# WORK REQUIRED
Give only the number of lines below that contain the word "types".

Stored data entries
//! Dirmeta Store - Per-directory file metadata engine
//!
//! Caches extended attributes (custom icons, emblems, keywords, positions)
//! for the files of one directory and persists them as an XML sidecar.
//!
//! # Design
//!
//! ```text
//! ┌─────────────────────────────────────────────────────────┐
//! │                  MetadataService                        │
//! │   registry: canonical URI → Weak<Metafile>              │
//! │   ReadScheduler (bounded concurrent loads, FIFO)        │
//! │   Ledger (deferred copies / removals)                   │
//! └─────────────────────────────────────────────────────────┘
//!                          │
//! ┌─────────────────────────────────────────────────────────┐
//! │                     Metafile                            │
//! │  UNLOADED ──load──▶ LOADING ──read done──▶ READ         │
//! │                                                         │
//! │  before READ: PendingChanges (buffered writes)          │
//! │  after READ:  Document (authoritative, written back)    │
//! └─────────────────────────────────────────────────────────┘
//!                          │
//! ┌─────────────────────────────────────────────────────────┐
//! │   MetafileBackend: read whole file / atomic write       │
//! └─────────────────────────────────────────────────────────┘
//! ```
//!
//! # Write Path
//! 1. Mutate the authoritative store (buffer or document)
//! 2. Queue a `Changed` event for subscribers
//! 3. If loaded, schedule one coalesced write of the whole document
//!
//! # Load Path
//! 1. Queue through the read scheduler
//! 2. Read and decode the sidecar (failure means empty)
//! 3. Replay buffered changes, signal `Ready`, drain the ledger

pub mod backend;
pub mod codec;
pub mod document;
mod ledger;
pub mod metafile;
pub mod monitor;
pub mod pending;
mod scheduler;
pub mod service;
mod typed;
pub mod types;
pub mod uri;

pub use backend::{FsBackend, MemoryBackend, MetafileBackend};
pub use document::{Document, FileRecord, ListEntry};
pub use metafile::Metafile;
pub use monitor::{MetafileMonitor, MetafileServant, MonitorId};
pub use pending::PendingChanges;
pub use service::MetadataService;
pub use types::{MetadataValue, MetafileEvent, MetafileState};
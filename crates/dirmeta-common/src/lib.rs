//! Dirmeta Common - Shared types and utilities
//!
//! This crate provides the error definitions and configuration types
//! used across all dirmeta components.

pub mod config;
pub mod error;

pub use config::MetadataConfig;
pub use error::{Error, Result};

# WRITTEN ANSWER
4